↓
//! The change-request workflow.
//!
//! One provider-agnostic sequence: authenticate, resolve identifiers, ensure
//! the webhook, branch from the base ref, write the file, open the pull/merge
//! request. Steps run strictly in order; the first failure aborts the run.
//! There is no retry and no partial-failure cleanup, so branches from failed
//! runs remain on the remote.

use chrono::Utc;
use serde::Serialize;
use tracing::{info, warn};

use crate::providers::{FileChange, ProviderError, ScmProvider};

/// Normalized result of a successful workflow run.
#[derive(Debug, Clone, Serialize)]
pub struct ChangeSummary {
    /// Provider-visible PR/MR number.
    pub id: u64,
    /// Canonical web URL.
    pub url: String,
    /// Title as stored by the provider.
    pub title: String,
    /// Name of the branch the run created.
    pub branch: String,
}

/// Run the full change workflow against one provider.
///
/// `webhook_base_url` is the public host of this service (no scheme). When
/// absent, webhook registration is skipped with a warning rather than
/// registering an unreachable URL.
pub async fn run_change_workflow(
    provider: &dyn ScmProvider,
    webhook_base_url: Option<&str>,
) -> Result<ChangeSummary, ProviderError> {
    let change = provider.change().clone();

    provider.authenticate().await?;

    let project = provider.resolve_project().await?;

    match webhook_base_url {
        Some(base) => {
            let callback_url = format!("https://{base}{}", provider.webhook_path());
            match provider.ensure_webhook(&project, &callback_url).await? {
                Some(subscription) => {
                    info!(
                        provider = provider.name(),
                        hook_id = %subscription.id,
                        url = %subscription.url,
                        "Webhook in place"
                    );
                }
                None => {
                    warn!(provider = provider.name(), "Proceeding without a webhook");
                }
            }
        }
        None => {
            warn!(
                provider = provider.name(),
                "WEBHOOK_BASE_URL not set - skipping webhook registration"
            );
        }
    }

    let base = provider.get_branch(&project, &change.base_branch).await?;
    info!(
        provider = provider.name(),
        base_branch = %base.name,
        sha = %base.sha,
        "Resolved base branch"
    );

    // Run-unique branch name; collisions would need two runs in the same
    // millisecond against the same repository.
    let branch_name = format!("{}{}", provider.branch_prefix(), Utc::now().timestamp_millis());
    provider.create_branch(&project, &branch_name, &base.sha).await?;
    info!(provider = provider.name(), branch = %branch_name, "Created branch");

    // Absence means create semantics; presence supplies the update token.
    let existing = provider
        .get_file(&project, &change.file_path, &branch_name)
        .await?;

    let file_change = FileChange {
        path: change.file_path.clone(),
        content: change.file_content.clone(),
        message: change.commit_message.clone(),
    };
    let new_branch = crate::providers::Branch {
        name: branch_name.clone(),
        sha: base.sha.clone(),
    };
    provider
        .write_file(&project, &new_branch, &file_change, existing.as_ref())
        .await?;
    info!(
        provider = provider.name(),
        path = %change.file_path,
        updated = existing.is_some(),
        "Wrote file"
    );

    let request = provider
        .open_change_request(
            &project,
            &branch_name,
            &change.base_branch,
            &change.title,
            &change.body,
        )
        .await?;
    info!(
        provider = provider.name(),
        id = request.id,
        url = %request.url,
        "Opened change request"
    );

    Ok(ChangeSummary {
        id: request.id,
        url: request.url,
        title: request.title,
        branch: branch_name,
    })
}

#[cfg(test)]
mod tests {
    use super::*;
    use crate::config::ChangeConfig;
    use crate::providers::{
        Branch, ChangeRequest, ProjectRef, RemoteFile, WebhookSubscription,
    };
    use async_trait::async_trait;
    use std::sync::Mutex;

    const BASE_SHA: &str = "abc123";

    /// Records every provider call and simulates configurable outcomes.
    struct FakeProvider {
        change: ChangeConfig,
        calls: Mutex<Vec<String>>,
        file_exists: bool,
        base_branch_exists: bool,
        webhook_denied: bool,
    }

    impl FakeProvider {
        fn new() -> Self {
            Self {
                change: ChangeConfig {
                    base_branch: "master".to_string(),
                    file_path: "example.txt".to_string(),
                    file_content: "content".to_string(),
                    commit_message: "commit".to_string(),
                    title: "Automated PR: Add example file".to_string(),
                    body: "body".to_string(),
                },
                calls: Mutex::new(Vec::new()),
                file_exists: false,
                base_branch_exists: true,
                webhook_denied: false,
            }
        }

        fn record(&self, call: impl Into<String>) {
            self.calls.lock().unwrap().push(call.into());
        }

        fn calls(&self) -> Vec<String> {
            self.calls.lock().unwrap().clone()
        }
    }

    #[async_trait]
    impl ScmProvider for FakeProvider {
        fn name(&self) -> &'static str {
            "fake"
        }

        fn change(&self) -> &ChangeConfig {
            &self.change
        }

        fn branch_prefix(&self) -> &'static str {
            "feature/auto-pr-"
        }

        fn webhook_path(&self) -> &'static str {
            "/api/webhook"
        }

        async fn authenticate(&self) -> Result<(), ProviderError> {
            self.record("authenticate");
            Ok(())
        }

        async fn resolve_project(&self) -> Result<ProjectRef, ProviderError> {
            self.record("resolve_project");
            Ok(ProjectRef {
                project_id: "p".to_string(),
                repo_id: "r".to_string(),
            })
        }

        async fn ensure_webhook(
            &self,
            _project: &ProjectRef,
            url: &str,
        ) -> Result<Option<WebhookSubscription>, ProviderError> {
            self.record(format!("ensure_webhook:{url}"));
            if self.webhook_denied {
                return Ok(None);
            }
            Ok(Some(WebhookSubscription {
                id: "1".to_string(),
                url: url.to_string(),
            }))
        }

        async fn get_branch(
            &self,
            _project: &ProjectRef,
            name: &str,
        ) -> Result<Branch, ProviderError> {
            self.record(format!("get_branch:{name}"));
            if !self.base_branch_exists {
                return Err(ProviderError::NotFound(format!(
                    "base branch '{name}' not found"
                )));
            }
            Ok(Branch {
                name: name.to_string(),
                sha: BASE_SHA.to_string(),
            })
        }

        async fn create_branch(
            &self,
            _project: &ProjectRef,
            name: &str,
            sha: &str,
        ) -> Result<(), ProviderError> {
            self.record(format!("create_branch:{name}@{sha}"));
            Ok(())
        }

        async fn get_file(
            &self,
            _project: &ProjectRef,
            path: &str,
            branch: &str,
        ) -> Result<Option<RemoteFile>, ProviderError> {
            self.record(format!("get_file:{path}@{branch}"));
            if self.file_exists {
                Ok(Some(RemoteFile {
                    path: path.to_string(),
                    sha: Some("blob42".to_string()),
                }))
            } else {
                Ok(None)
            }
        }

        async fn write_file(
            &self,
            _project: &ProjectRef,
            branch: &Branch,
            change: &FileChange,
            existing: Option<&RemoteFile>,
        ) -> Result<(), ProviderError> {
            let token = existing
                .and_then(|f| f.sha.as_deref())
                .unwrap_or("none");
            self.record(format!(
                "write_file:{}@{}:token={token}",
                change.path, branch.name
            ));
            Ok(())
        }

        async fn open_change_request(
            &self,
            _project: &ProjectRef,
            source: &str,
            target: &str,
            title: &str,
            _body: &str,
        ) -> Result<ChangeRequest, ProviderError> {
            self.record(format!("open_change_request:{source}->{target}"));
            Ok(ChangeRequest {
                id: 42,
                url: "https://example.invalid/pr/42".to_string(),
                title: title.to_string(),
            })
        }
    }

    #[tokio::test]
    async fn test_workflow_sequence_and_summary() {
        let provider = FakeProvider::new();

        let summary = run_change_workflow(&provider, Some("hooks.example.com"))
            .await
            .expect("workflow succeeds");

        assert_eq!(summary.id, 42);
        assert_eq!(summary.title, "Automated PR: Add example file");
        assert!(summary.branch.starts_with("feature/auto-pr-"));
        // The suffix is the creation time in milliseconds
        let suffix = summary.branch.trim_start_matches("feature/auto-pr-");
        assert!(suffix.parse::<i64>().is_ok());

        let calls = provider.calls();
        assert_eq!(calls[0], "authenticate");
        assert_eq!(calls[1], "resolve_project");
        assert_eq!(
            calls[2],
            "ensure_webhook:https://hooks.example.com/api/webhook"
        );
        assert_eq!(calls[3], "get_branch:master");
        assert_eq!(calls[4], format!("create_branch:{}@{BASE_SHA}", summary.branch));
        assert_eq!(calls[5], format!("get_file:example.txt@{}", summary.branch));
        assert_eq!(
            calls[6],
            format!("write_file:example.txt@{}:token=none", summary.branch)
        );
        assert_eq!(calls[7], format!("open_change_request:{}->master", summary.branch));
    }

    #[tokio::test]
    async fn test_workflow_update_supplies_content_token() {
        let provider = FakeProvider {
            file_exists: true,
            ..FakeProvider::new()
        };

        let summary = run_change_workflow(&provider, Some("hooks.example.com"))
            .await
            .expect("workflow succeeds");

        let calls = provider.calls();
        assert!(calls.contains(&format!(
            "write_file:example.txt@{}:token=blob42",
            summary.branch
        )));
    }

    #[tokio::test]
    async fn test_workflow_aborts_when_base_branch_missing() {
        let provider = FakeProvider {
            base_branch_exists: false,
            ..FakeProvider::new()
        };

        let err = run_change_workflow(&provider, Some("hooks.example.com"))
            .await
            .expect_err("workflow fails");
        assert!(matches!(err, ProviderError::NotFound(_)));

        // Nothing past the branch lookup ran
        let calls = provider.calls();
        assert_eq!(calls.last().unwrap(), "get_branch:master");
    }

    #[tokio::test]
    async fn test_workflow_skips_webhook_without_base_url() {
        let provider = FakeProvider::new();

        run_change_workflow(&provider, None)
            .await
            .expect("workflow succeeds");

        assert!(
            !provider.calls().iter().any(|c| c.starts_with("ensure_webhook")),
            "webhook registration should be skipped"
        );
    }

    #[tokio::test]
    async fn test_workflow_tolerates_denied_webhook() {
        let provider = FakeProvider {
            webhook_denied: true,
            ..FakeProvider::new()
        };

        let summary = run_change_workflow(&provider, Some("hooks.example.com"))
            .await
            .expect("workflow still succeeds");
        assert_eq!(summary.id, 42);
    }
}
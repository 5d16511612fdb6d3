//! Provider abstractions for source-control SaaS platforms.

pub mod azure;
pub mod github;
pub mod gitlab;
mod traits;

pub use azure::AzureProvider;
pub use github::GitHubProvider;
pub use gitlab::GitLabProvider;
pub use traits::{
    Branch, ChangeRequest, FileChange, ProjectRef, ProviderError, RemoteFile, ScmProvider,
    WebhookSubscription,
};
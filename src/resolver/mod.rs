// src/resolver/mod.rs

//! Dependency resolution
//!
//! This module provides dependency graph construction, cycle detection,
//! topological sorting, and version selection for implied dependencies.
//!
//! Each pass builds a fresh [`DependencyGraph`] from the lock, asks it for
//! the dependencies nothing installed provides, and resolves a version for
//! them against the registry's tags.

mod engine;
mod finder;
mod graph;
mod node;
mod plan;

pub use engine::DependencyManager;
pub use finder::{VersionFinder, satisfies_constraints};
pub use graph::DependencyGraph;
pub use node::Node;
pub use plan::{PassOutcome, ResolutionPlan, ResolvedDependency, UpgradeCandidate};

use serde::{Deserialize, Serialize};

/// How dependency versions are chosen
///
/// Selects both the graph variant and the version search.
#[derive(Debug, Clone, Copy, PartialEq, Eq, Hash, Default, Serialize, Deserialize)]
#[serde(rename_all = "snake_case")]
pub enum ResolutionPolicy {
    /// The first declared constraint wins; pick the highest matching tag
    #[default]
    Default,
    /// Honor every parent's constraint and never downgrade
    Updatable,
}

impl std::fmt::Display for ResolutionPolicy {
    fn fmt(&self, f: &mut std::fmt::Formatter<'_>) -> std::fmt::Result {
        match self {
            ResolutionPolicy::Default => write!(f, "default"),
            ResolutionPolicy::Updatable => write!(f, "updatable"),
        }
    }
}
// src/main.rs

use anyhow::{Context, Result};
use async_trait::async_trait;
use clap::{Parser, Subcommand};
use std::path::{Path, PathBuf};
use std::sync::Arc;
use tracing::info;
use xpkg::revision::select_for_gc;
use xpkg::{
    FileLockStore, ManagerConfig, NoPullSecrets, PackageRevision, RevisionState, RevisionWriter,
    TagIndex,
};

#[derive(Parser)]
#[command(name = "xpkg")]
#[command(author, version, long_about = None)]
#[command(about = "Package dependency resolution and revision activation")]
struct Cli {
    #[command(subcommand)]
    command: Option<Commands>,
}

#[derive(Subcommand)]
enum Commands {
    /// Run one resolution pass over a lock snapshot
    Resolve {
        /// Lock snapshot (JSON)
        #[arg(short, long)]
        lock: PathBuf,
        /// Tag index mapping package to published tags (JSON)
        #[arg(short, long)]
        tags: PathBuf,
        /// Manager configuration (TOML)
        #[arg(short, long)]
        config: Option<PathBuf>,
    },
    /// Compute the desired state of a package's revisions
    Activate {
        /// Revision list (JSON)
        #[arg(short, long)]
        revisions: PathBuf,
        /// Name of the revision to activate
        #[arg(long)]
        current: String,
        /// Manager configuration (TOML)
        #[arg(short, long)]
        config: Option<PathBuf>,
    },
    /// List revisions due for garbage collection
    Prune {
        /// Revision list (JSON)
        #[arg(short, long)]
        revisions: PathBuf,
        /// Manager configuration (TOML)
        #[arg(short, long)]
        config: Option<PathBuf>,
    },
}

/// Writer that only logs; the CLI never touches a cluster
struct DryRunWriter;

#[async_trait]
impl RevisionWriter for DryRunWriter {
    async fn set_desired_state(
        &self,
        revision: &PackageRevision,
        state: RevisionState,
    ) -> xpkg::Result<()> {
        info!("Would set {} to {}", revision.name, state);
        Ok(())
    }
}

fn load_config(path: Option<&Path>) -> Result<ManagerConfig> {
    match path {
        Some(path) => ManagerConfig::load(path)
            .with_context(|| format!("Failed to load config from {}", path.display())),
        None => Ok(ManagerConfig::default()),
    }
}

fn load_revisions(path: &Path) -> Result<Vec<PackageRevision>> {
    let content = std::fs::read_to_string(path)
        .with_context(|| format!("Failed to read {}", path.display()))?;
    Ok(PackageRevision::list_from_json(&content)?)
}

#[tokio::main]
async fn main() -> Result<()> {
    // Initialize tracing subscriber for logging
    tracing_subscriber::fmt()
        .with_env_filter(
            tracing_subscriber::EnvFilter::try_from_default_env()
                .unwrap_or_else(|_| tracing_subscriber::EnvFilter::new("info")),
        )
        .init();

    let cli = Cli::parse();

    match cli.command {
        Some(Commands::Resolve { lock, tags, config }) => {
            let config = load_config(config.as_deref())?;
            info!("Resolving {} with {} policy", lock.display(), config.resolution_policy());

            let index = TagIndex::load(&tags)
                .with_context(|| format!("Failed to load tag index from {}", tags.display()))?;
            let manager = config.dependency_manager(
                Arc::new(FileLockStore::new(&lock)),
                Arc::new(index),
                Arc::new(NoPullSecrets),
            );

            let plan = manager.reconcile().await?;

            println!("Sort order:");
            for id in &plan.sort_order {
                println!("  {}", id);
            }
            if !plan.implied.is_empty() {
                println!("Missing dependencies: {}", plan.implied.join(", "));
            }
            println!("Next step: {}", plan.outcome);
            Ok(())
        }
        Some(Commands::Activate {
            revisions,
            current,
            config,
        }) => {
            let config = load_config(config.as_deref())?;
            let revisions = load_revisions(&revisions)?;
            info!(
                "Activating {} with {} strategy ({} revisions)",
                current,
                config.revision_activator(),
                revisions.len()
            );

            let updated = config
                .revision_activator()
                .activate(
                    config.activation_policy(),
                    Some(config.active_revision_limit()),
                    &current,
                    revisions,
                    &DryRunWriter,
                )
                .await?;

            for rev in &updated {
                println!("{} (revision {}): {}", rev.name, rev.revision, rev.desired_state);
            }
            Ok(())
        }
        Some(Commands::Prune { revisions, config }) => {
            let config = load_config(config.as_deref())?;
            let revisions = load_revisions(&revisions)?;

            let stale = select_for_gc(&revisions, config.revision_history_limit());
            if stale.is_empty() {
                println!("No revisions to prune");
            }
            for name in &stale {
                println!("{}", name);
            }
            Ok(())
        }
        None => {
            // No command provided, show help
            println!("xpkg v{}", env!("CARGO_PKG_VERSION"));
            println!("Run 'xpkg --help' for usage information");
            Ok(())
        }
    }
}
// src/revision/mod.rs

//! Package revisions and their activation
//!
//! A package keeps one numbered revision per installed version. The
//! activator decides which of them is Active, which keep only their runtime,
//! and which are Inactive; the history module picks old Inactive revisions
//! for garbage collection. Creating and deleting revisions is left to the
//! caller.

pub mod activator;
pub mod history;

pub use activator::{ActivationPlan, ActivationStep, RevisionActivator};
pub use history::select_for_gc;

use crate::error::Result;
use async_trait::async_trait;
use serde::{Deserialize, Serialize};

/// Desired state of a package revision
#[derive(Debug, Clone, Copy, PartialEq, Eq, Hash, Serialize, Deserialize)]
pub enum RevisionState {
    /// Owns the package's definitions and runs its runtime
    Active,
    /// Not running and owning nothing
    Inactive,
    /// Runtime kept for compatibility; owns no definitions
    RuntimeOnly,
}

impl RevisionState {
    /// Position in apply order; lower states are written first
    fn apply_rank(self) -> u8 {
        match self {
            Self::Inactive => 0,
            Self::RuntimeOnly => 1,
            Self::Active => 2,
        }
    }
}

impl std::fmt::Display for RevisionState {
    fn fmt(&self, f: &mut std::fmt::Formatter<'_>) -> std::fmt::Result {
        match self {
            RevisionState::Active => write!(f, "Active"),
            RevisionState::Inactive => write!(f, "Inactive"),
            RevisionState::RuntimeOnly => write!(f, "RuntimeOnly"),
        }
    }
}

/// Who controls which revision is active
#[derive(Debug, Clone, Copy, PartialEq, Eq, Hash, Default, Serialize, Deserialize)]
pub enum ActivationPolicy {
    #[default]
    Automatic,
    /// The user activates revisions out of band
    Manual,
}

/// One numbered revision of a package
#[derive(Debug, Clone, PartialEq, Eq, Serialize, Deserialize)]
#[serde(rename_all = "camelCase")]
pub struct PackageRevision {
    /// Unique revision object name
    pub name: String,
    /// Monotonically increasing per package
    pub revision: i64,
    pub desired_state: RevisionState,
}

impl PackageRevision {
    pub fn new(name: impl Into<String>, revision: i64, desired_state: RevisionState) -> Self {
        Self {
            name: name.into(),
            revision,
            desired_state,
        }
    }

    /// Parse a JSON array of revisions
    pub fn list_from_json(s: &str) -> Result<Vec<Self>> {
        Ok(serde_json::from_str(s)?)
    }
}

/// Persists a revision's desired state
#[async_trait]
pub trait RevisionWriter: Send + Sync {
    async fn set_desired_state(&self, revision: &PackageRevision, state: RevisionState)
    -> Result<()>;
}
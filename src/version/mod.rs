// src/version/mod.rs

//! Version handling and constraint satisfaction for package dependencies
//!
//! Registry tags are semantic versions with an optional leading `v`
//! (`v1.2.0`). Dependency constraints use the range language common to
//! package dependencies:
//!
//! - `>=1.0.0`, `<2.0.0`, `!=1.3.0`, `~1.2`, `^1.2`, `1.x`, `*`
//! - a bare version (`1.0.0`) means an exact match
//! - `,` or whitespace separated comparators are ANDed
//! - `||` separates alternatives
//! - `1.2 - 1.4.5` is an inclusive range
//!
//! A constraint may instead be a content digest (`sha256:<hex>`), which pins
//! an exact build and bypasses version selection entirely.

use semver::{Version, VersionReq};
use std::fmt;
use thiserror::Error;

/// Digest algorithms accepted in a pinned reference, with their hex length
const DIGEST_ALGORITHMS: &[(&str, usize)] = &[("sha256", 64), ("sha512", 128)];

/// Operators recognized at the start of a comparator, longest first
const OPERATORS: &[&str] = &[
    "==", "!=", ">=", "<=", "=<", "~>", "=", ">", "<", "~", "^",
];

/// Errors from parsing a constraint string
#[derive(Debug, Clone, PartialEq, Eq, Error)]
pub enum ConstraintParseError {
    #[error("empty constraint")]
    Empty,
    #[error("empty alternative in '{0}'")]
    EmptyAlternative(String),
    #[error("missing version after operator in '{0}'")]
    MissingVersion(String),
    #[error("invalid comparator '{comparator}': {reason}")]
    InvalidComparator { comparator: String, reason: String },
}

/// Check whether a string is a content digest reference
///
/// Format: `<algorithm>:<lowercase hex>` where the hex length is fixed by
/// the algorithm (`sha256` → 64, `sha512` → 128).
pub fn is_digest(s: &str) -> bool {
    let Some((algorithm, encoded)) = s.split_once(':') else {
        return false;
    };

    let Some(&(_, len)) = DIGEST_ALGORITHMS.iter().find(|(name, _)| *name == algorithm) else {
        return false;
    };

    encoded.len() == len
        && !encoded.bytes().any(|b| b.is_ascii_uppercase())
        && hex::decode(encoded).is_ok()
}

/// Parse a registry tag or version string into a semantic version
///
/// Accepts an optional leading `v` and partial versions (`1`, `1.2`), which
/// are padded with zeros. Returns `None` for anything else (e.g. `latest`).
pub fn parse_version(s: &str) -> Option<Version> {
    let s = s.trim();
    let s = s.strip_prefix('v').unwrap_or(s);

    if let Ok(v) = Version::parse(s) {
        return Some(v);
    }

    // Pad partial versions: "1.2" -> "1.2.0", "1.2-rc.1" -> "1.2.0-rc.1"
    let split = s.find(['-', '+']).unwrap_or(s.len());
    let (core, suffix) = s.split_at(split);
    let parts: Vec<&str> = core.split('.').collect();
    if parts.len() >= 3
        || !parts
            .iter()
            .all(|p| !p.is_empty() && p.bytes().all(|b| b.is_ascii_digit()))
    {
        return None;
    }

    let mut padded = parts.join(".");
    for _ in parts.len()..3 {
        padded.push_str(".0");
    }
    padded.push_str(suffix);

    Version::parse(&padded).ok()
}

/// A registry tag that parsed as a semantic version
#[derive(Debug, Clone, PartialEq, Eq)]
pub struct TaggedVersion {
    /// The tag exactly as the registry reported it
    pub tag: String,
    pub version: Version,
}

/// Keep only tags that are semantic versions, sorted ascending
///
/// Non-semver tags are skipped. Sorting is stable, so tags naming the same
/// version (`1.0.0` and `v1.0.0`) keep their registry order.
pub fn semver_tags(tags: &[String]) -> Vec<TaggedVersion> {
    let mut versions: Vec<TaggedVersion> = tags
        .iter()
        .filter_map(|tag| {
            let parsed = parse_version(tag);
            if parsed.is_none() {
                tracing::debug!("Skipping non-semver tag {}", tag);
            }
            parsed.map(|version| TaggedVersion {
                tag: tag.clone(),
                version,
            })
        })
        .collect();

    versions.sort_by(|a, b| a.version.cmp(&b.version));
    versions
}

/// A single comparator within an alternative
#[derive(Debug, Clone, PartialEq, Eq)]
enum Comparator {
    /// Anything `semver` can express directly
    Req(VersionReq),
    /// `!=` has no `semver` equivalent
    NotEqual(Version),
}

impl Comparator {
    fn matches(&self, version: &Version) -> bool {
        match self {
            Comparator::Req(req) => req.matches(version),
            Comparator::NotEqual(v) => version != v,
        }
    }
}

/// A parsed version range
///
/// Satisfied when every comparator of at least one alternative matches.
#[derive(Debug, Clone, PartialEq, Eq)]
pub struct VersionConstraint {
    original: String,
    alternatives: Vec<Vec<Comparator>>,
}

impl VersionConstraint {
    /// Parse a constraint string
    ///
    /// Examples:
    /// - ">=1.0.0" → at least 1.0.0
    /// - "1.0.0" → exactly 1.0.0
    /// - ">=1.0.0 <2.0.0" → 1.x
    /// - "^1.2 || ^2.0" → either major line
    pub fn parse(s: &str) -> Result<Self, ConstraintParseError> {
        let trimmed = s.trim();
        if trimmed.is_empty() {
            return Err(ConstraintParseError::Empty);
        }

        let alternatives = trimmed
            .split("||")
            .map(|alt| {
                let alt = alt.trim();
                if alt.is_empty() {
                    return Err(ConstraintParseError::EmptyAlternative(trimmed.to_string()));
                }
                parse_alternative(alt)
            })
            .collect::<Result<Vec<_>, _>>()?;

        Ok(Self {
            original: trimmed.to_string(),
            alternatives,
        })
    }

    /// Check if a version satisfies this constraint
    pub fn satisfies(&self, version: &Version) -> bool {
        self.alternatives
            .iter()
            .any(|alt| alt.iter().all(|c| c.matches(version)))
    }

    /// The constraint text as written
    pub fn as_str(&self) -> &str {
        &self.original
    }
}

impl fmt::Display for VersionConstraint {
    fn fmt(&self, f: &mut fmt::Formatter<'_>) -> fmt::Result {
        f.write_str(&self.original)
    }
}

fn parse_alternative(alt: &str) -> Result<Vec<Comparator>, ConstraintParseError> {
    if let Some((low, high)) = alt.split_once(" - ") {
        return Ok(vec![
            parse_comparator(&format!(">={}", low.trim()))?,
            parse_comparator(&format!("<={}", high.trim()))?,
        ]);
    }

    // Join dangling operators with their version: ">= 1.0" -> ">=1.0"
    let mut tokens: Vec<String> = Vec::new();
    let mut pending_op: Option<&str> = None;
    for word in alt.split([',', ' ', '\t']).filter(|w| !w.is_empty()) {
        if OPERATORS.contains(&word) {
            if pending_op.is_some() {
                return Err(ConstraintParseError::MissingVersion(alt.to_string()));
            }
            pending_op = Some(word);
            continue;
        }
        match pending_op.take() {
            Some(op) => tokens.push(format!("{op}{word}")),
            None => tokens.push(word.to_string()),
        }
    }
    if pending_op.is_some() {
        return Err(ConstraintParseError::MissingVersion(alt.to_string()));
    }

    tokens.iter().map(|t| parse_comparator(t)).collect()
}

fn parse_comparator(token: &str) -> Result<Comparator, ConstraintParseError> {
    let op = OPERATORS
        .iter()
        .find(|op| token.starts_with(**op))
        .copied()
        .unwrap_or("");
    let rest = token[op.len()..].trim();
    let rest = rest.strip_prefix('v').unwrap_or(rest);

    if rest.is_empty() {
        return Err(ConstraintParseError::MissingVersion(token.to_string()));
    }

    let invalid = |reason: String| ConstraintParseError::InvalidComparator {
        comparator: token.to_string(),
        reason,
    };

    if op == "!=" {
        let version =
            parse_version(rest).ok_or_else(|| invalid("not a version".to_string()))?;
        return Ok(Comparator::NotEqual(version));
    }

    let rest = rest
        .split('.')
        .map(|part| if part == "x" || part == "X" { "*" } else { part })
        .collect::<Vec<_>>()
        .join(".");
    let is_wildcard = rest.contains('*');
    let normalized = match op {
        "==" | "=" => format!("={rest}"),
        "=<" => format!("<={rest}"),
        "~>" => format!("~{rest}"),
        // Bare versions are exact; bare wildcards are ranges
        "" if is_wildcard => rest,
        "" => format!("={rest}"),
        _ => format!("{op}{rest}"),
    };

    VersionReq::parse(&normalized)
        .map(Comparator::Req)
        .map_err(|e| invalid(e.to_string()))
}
↑
● ASSIGNED TASK
Among the lines above, find the ones containing "every" and copy them.

● THE COMPLETED TASK
    /// Records every provider call and simulates configurable outcomes.
    /// Honor every parent's constraint and never downgrade
/// Satisfied when every comparator of at least one alternative matches.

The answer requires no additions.